You can also try a fishparrillada with prawns, mussels, and calamari; and a vegetable parrillada with roasted beets, grilled onions, and corn.

While beef remains its centerpiece, an assortment of meats and other ingredients is essential to a true parrillada.

Many diners start the meal with an appetizer of grilled provolone cheese, a dish that reflects Argentina’s sizable Italian population.

The sharp, aged cheese receives a light dusting of bread crumbs before cooking, then a mix of dried herbs and olive oil, when removed from the grill, soft and golden.

The main course traditionally includes pork and beef sausages, innards such as tripe and sweetbreads, and chicken.

Argentine Parrillada Cooking

Though there is consensus on the choice and seasoning of meats, Argentine opinion varies significantly once it is time to put the meat on the grill.

Should Argentine parrillada cook quickly or slowly, over a high or low flame, and how far should the grill be from the flame? “On any given weekend, 15 million Argentines are grilling, and some 16 million theories of how they should be cooking the meat,” explains Dereck Foster, food editor of the Buenos Aires Herald and author of the forthcoming “Gourmet Gaucho.”

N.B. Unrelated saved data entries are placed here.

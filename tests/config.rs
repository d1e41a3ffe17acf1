//! Command line parsing into runner settings.

use clap::Parser;
use embedded_array_benchmarks::config::{Cli, StoreKind};
use embedded_array_benchmarks::runner::{ReportingMode, AGGREGATE_DOCUMENTS_PER_SIZE};
use embedded_array_benchmarks::sweep::SeedPair;
use embedded_array_benchmarks::HarnessError;

fn parse(args: &[&str]) -> Cli {
    Cli::try_parse_from(std::iter::once("array-sweep").chain(args.iter().copied())).unwrap()
}

#[test]
fn defaults_match_the_per_document_run() {
    let cli = parse(&[]);
    assert_eq!(cli.store, StoreKind::Mongo);
    assert_eq!(cli.database, "testdb");

    let config = cli.runner_config().unwrap();
    assert_eq!(config.mode, ReportingMode::PerDocument);
    assert_eq!(config.ceiling, 10_000);
    assert_eq!(config.seed, SeedPair::ONE_TWO);
    assert_eq!(config.repetitions_per_size, 1);
    assert!(config.read_back);
    assert!(config.persist_retrieval_time);
    assert!(!config.delete_after_read);
    assert!(!config.collection_per_size);
}

#[test]
fn aggregate_mode_defaults() {
    let config = parse(&["--mode", "aggregate", "--ceiling", "100"])
        .runner_config()
        .unwrap();
    assert_eq!(config.mode, ReportingMode::Aggregate);
    assert_eq!(config.ceiling, 100);
    assert_eq!(config.repetitions_per_size, AGGREGATE_DOCUMENTS_PER_SIZE);
    assert!(config.collection_per_size);
    assert!(!config.persist_retrieval_time);
}

#[test]
fn flags_override_presets() {
    let config = parse(&[
        "--seed",
        "0,1",
        "--repetitions",
        "4",
        "--no-read-back",
        "--no-update",
        "--delete-after-read",
        "--collection-per-size",
        "--database",
        "bench",
    ])
    .runner_config()
    .unwrap();
    assert_eq!(config.seed, SeedPair::ZERO_ONE);
    assert_eq!(config.repetitions_per_size, 4);
    assert!(!config.read_back);
    assert!(!config.persist_retrieval_time);
    assert!(config.delete_after_read);
    assert!(config.collection_per_size);
    assert_eq!(config.database, "bench");
}

#[test]
fn memory_store_and_rng_seed() {
    let cli = parse(&["--store", "memory", "--rng-seed", "42", "--no-save"]);
    assert_eq!(cli.store, StoreKind::Memory);
    assert_eq!(cli.rng_seed, Some(42));
    assert!(cli.no_save);
}

#[test]
fn uri_flag_wins() {
    let cli = parse(&["--uri", "mongodb://db.internal:27018"]);
    assert_eq!(cli.uri, "mongodb://db.internal:27018");
}

#[test]
fn bad_values_are_rejected_by_the_parser() {
    let args = |extra: &[&'static str]| {
        Cli::try_parse_from(std::iter::once("array-sweep").chain(extra.iter().copied()))
    };
    assert!(args(&["--seed", "0,0"]).is_err());
    assert!(args(&["--seed", "one,two"]).is_err());
    assert!(args(&["--mode", "bulk"]).is_err());
    assert!(args(&["--store", "postgres"]).is_err());
    assert!(args(&["--ceiling", "-5"]).is_err());
}

#[test]
fn zero_repetitions_is_a_config_error() {
    let result = parse(&["--repetitions", "0"]).runner_config();
    assert!(matches!(result, Err(HarnessError::Config(_))));

    let result = parse(&["--mode", "aggregate", "--read-samples", "0"]).runner_config();
    assert!(matches!(result, Err(HarnessError::Config(_))));
}

#[test]
fn empty_prefix_is_a_config_error() {
    let result = parse(&["--prefix", ""]).runner_config();
    assert!(matches!(result, Err(HarnessError::Config(_))));
}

Foster, a proud native-born Argentine, would have to count himself among one of the many theorists. “Certainly, I have my ideas,” he chuckles. “I’m no different.”

Following the traditions of the gauchos, Argentines have other methods, besides grilling, of cooking over an open fire. Both chicken and fish, basted with lemon and butter, are often spit-roasted over open coals.

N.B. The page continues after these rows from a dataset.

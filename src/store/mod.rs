//! The storage collaborator the harness measures.
//!
//! [`DocumentStore`] hands out collections; [`DocumentCollection`] is the
//! handful of driver calls a round trip needs. Filters and patches are plain
//! BSON documents, the same shape the MongoDB driver takes.

mod memory;
mod mongo;

pub use memory::{MemoryCollection, MemoryStore};
pub use mongo::{MongoCollection, MongoStore};

use mongodb::bson::{doc, oid::ObjectId, Document};

use crate::document::TestDocument;
use crate::error::Result;

/// A connected database server.
pub trait DocumentStore {
    type Collection: DocumentCollection;

    /// Handle to `database.name`. Collections are created lazily on first insert.
    fn collection(&self, database: &str, name: &str) -> Self::Collection;

    /// Short label used in reports, e.g. `"mongodb"`.
    fn label(&self) -> &'static str;
}

/// One collection of [`TestDocument`]s.
pub trait DocumentCollection {
    fn name(&self) -> &str;

    /// Insert `doc` and return the id it was stored under.
    fn insert(&self, doc: &TestDocument) -> Result<ObjectId>;

    fn find(&self, filter: Document) -> Result<Vec<TestDocument>>;

    fn find_one(&self, filter: Document) -> Result<Option<TestDocument>>;

    /// Apply `patch` (a `$set` update) to the first match. No match is an error.
    fn update(&self, filter: Document, patch: Document) -> Result<()>;

    /// Delete the first match. No match is an error.
    fn delete(&self, filter: Document) -> Result<()>;
}

/// `{ _id: id }`
pub fn id_filter(id: ObjectId) -> Document {
    doc! { "_id": id }
}
//! Embedded array size benchmarks for MongoDB.
//!
//! Sweeps the length of an array of nested sub-objects along a Fibonacci
//! progression, and for each length measures the BSON size of the document,
//! how long it takes to insert, and how long it takes to read back.

pub mod config;
pub mod document;
pub mod error;
pub mod naming;
pub mod recorder;
pub mod runner;
pub mod schema;
pub mod store;
pub mod sweep;

pub use error::{HarnessError, Result};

However, perhaps the most dramatic method of barbecuing is the roasting of pork ribs. Hung on double-crosses around the sides of a fire pit, the ribs receive the slow roast and flavor of a low fire without having their fat drip onto the coals and create smoke.

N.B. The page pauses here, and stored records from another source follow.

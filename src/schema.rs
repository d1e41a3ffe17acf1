//! JSON result report types.
//!
//! `array-sweep` writes one [`BenchmarkReport`] per run and `bench-compare`
//! reads two of them back.

use serde::{Deserialize, Serialize};
use std::collections::HashMap;

/// Bumped whenever a field changes meaning.
pub const SCHEMA_VERSION: u32 = 1;

/// Top-level report written to a JSON file.
#[derive(Debug, Clone, Serialize, Deserialize)]
pub struct BenchmarkReport {
    /// Schema version for forward compatibility.
    pub schema_version: u32,
    /// Metadata about this run (hardware, git, timestamp).
    pub metadata: RunMetadata,
    /// One entry per emitted CSV row.
    pub results: Vec<BenchmarkResult>,
}

/// Captured when the recorder is created.
#[derive(Debug, Clone, Serialize, Deserialize)]
pub struct RunMetadata {
    /// RFC 3339 UTC timestamp of the run start.
    pub timestamp: String,
    /// Short git commit hash, absent outside a git checkout.
    #[serde(skip_serializing_if = "Option::is_none")]
    pub git_commit: Option<String>,
    /// Git branch name.
    #[serde(skip_serializing_if = "Option::is_none")]
    pub git_branch: Option<String>,
    /// Whether the working tree had uncommitted changes.
    #[serde(skip_serializing_if = "Option::is_none")]
    pub git_dirty: Option<bool>,
    /// Which store was measured ("mongodb" or "memory").
    pub storage: String,
    /// Crate version of the harness that wrote the report.
    pub harness_version: String,
    /// Hardware information.
    pub hardware: HardwareInfo,
}

/// Hardware information for reproducibility.
#[derive(Debug, Clone, Serialize, Deserialize)]
pub struct HardwareInfo {
    /// CPU model string.
    pub cpu: String,
    /// Number of logical cores.
    pub cores: usize,
    /// Total RAM in GB.
    pub ram_gb: u64,
    /// Operating system.
    pub os: String,
    /// CPU architecture.
    pub arch: String,
}

/// A single measurement: one document, or one sweep value in aggregate mode.
#[derive(Debug, Clone, Serialize, Deserialize)]
pub struct BenchmarkResult {
    /// e.g. "embedded-array/aggregate/n=89".
    pub benchmark: String,
    /// The reporting mode, "per-document" or "aggregate".
    pub category: String,
    /// Run settings plus the row's object count and collection.
    #[serde(skip_serializing_if = "HashMap::is_empty")]
    #[serde(default)]
    pub parameters: HashMap<String, serde_json::Value>,
    /// Measured metrics.
    pub metrics: BenchmarkMetrics,
}

/// Metrics collected for one row.
///
/// All fields are optional. Fields that don't apply to a mode are left out
/// of the JSON.
#[derive(Debug, Clone, Default, Serialize, Deserialize)]
pub struct BenchmarkMetrics {
    /// BSON size of the document, or of all documents in aggregate mode.
    #[serde(skip_serializing_if = "Option::is_none")]
    pub size_bytes: Option<u64>,
    /// Mean BSON size per document (aggregate mode).
    #[serde(skip_serializing_if = "Option::is_none")]
    pub avg_size_bytes: Option<f64>,
    /// Read-back time; the mean bulk read in aggregate mode.
    #[serde(skip_serializing_if = "Option::is_none")]
    pub retrieval_ms: Option<f64>,
    /// Time spent measuring the BSON encoding.
    #[serde(skip_serializing_if = "Option::is_none")]
    pub serialize_ns: Option<u64>,
    /// Insert latency.
    #[serde(skip_serializing_if = "Option::is_none")]
    pub insert_ns: Option<u64>,
    /// Fastest bulk read sample.
    #[serde(skip_serializing_if = "Option::is_none")]
    pub min_retrieval_ns: Option<u64>,
    /// Slowest bulk read sample.
    #[serde(skip_serializing_if = "Option::is_none")]
    pub max_retrieval_ns: Option<u64>,
    /// Documents behind the row.
    #[serde(skip_serializing_if = "Option::is_none")]
    pub documents: Option<u64>,
    /// Bulk reads timed.
    #[serde(skip_serializing_if = "Option::is_none")]
    pub samples: Option<u64>,
}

For its accessibility and quick cooking time, flank steak was the preferred cut of the gauchos.

One of the few types of meat on which the Argentines use a marinade, flank steak responds to the sweet and sour elements of the salsa Criolla. This recipe is adapted from La Estancia in Buenos Aires.


  • One medium-size yellow onion, cut in large dice
  • One ripe red tomato, cored, seeded, and coarsely chopped
  • One red bell pepper, sliced in large dice
  • 1/2 teaspoon sweet paprika
  • One tablespoon oregano
  • One tablespoon sugar
  • Salt and pepper, to taste
  • 1/2 cup vegetable oil
  • 1/4 cup vinegar
  • 1 cup warm water
  • 2 pounds flank steak

How To Make

Mix the onion, tomato, bell pepper, paprika, oregano, and sugar in a medium-size mixing bowl.

Season liberally with salt and black pepper. Let sit for a couple of minutes.

Append the oil, vinegar, and water, and stir thoroughly.

Adjust salt and pepper to taste.
Reserve half of the salsa criolla in a small mixing bowl.

In a shallow dish, combine the other half of the mixture with the flank steak—cover and place both dishes in the refrigerator.

Let the flank steak marinate for at least 4 hours.

Prepare a large charcoal fire or set the gas grill to medium.

Once the coals are hot, remove the steak from the marinade, discarding the marinade—Grill the steak for 8 to 20 minutes, or until it reaches your desired degree of doneness.

Give the meat time to rest; a few minutes is enough, and then slice it thinly.
Serve immediately, accompanied by the reserved salsa criolla as a condiment.

Chef’s tips

* To cook and mark steaks properly on the grill, once you have marked one side, turn it counterclockwise 45 degrees and continue cooking that side, the “presentation side,” with perfect marks. Then flip it to cook the other side.

* To season a tossed salad containing tomatoes, salt the tomatoes rather than the whole salad. That will give the salad a better flavor, and the dressing will not overpower the tomatoes.

Traditional Argentine parrillada, a wooden board arranged with a variety of grilled meats, is a delight for carnivores.

It includes sirloin steaks, chorizo, Morcilla Blood sausage, and beef short ribs — perfect for a carnivore diet.